I recall someone in my youth who decided to DIY knock out the central ground floor wall between front room and dining room when open plan was very fashionable (but without putting in an RSJ in to take the load). It did not go well but was entertaining for onlookers!

An RSJ that isn't quite up to the job might explain it.

You definitely need a surveyor to look at it in person and probably to put some tell tales on it to see if it is still moving and how fast.

Advice on Usenet may be worth less than you have paid for it.

Reply to
Martin Brown

You need professional advice from a Building Surveyor. Contact your Buildings Insurance Company.

Reply to
Kellerman

An RSJ that IS up to the job sometimes doesn't help if the point loading onto the foundations makes the latter fail, whereas previously the weight was evenly supported along the whole foundation.

Any BCO doing the job properly would insist on an excavation to check the foundations and widen/deepen them if necessary.

Andrew

Reply to
Andrew

'Terraced back-to-back'

This this mean potentially 5 party wall agreements to fix this ?. (2 on one side, three on the back).

Reply to
Andrew

I think only the two immediately adjacent party walls are relevant.

The way I remember terraced back to back there was always a high walled paved back yard containing the outside loo, coal bunker and sometimes a token garden about one flagstone in size. Rows separated by a narrow alleyways where the bins lived at the backs and a road at the front.

Reply to
Martin Brown

Proper back to back terraces, at least in Leeds, had rear party walls and, presumably, a toilet block for each terrace. The back yard and ginnel was a posh arrangement for ordinary terraced housing.

Reply to
Roger Hayter

Basically I'd just support everything Martin and Andrew have already said. This is, presumably, Victorian and as mentioned elsewhere they did not have foundations to modern standards. Coal mining can take down even modern houses.

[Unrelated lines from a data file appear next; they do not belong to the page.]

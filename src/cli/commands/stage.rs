use crate::config::ProjectConfigManager;
use crate::core::error::Result;
use crate::core::{display_relative, SystemRunner};
use crate::pipeline::{Pipeline, ProjectContext, Stage};
use colored::Colorize;

pub async fn execute(project_mgr: &ProjectConfigManager, target: Stage, quiet: bool) -> Result<()> {
    let config = project_mgr.load().await?;
    let ctx = ProjectContext::new(project_mgr.project_dir(), config);
    let runner = SystemRunner::new(quiet);

    let report = Pipeline::new(&ctx, &runner).run(target).await?;

    match target {
        Stage::Clean => {
            if report.removed.is_empty() {
                println!("{} Nothing to clean", "ℹ".blue().bold());
            } else {
                println!(
                    "{} Removed {} path(s)",
                    "✓".green().bold(),
                    report.removed.len().to_string().cyan()
                );
            }
        }
        Stage::Build => {
            println!(
                "{} Built {} archive(s) in {}",
                "✓".green().bold(),
                report.artifacts.len().to_string().cyan(),
                display_relative(&ctx.root, &ctx.dist_dir()).yellow()
            );
        }
        Stage::Upload => {
            println!(
                "{} Uploaded {} file(s)",
                "✓".green().bold(),
                report.uploaded.len().to_string().cyan()
            );
        }
    }

    Ok(())
}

A key point is whether it is still moving. I used to live in a Georgian update of earlier "cottages" that experienced "front to back" subsidence, so that (for example) doorways in stud walls that went "sideways" across the house had shifted over time into parallelograms with 30 mm of "drop" across their width. But that was a *long* time ago and it wasn't moving when I lived there. A neighbour has just done a major refurbishment of an 18th century cottage with rubble-filled stone walls. He was paranoid about a similar crack in an external side wall even though I was able to tell him it had not moved significantly in decades. He put in a "microscope slide" type tell-tale that did nothing over several months, but he still did a substantial rebuild including adding an anti-bow tensioner (although there was no obvious sign of bowing).

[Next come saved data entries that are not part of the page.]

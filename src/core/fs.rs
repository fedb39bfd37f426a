use crate::core::error::{DistkitError, Result};
use regex::Regex;
use sha2::{Digest, Sha256};
use std::io::ErrorKind;
use std::path::{Path, PathBuf};
use tokio::fs::File;
use tokio::io::AsyncReadExt;

/// Size in bytes and hex SHA-256 of a file.
pub async fn file_digest(path: &Path) -> Result<(u64, String)> {
    let mut file = File::open(path).await?;
    let mut hasher = Sha256::new();
    let mut buffer = vec![0; 8192];
    let mut size = 0u64;

    loop {
        let n = file.read(&mut buffer).await?;
        if n == 0 {
            break;
        }
        size += n as u64;
        hasher.update(&buffer[..n]);
    }

    Ok((size, format!("{:x}", hasher.finalize())))
}

/// Whether `path` exists, without following symlinks. Only `NotFound`
/// counts as absent; any other lookup failure is a cleanup error.
pub async fn path_present(path: &Path) -> Result<bool> {
    match tokio::fs::symlink_metadata(path).await {
        Ok(_) => Ok(true),
        Err(e) if e.kind() == ErrorKind::NotFound => Ok(false),
        Err(e) => Err(clean_error(path, e)),
    }
}

/// Remove a file, symlink or directory tree. Absent paths are not an error.
///
/// Returns whether anything was removed.
pub async fn remove_path(path: &Path) -> Result<bool> {
    let metadata = match tokio::fs::symlink_metadata(path).await {
        Ok(m) => m,
        Err(e) if e.kind() == ErrorKind::NotFound => return Ok(false),
        Err(e) => return Err(clean_error(path, e)),
    };

    let removed = if metadata.is_dir() {
        tokio::fs::remove_dir_all(path).await
    } else {
        tokio::fs::remove_file(path).await
    };

    match removed {
        Ok(()) => Ok(true),
        Err(e) if e.kind() == ErrorKind::NotFound => Ok(false),
        Err(e) => Err(clean_error(path, e)),
    }
}

fn clean_error(path: &Path, source: std::io::Error) -> DistkitError {
    DistkitError::Clean {
        path: path.to_path_buf(),
        source,
    }
}

pub fn has_wildcard(pattern: &str) -> bool {
    pattern.contains('*') || pattern.contains('?')
}

/// Compile a single path component pattern (`*`, `?`) into an anchored regex.
pub fn component_regex(pattern: &str) -> Result<Regex> {
    let mut expr = String::from("^");
    for c in pattern.chars() {
        match c {
            '*' => expr.push_str(".*"),
            '?' => expr.push('.'),
            other => expr.push_str(&regex::escape(&other.to_string())),
        }
    }
    expr.push('$');

    Regex::new(&expr)
        .map_err(|e| DistkitError::Config(format!("Invalid path pattern '{}': {}", pattern, e)))
}

/// Resolve a relative path pattern against `root`.
///
/// Wildcards are only honored in the final component; the result is sorted.
/// Patterns without wildcards resolve to their single path whether or not
/// it exists.
pub async fn expand_pattern(root: &Path, pattern: &str) -> Result<Vec<PathBuf>> {
    let relative = Path::new(pattern);
    let last = match relative.file_name().and_then(|n| n.to_str()) {
        Some(name) if has_wildcard(name) => name,
        _ => return Ok(vec![root.join(relative)]),
    };

    let parent = match relative.parent() {
        Some(p) if !p.as_os_str().is_empty() => root.join(p),
        _ => root.to_path_buf(),
    };
    let matcher = component_regex(last)?;

    let mut entries = match tokio::fs::read_dir(&parent).await {
        Ok(entries) => entries,
        Err(e) if e.kind() == ErrorKind::NotFound => return Ok(Vec::new()),
        Err(e) => return Err(clean_error(&parent, e)),
    };

    let mut matches = Vec::new();
    while let Some(entry) = entries
        .next_entry()
        .await
        .map_err(|e| clean_error(&parent, e))?
    {
        if let Some(name) = entry.file_name().to_str() {
            if matcher.is_match(name) {
                matches.push(entry.path());
            }
        }
    }

    matches.sort();
    Ok(matches)
}

/// Non-hidden files directly inside `dir`, sorted by name. Symlinks are
/// followed; dangling ones are skipped.
pub async fn list_visible_files(dir: &Path) -> Result<Vec<PathBuf>> {
    let mut entries = match tokio::fs::read_dir(dir).await {
        Ok(entries) => entries,
        Err(e) if e.kind() == ErrorKind::NotFound => return Ok(Vec::new()),
        Err(e) => return Err(e.into()),
    };

    let mut files = Vec::new();
    while let Some(entry) = entries.next_entry().await? {
        let hidden = entry
            .file_name()
            .to_str()
            .map(|n| n.starts_with('.'))
            .unwrap_or(true);
        if hidden {
            continue;
        }

        let path = entry.path();
        match tokio::fs::metadata(&path).await {
            Ok(m) if m.is_file() => files.push(path),
            Ok(_) => {}
            Err(e) if e.kind() == ErrorKind::NotFound => {}
            Err(e) => return Err(e.into()),
        }
    }

    files.sort();
    Ok(files)
}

If you don't want to rush into paying a surveyor there must be internet advice on DIY "tell-tales". Houses very seldom fall down, and usually give quite a lot of warning (unless on cliff edges or over old, near-surface mines).

Reply to
newshound

Those are ones that I meant. They only have windows at the front because the rear wall is also the rear wall of the row of terraced houses on the other side, all sharing the same run of roofs.

Reply to
Andrew

I don't think the OP meant a real back-to-back of that kind, most of which have been demolished. I suspect he means 1st not 2nd floor too.

Reply to
Max Demian

I've seen at least two appearing on Homes under the hammer, both in Leeds (convenient for students).

Reply to
Andrew

The OP did not mention problems with the wall below which would suggest that maybe the external wall is bulging out on the upper storey. The OP needs to get the problem assessed ASAP by a surveyor.

Richard

Reply to
Tricky Dicky

+1

(I wouldn't normally add +1, but this is exactly the right thing to do in a situation where doing the wrong thing could be _very_ expensive)

Andy

Reply to
Vir Campestris

More than that if it has just recently appeared then any delay could allow it to become considerably worse and even dangerous.

Where I used to live entire semis and the odd detached house or parked car would occasionally disappear into the ground due to mining subsidence or sink holes. Old buildings were built on timber frames and more modern build on concrete rafts so that they might tilt a bit under provocation from mining subsidence but the walls didn't usually crack.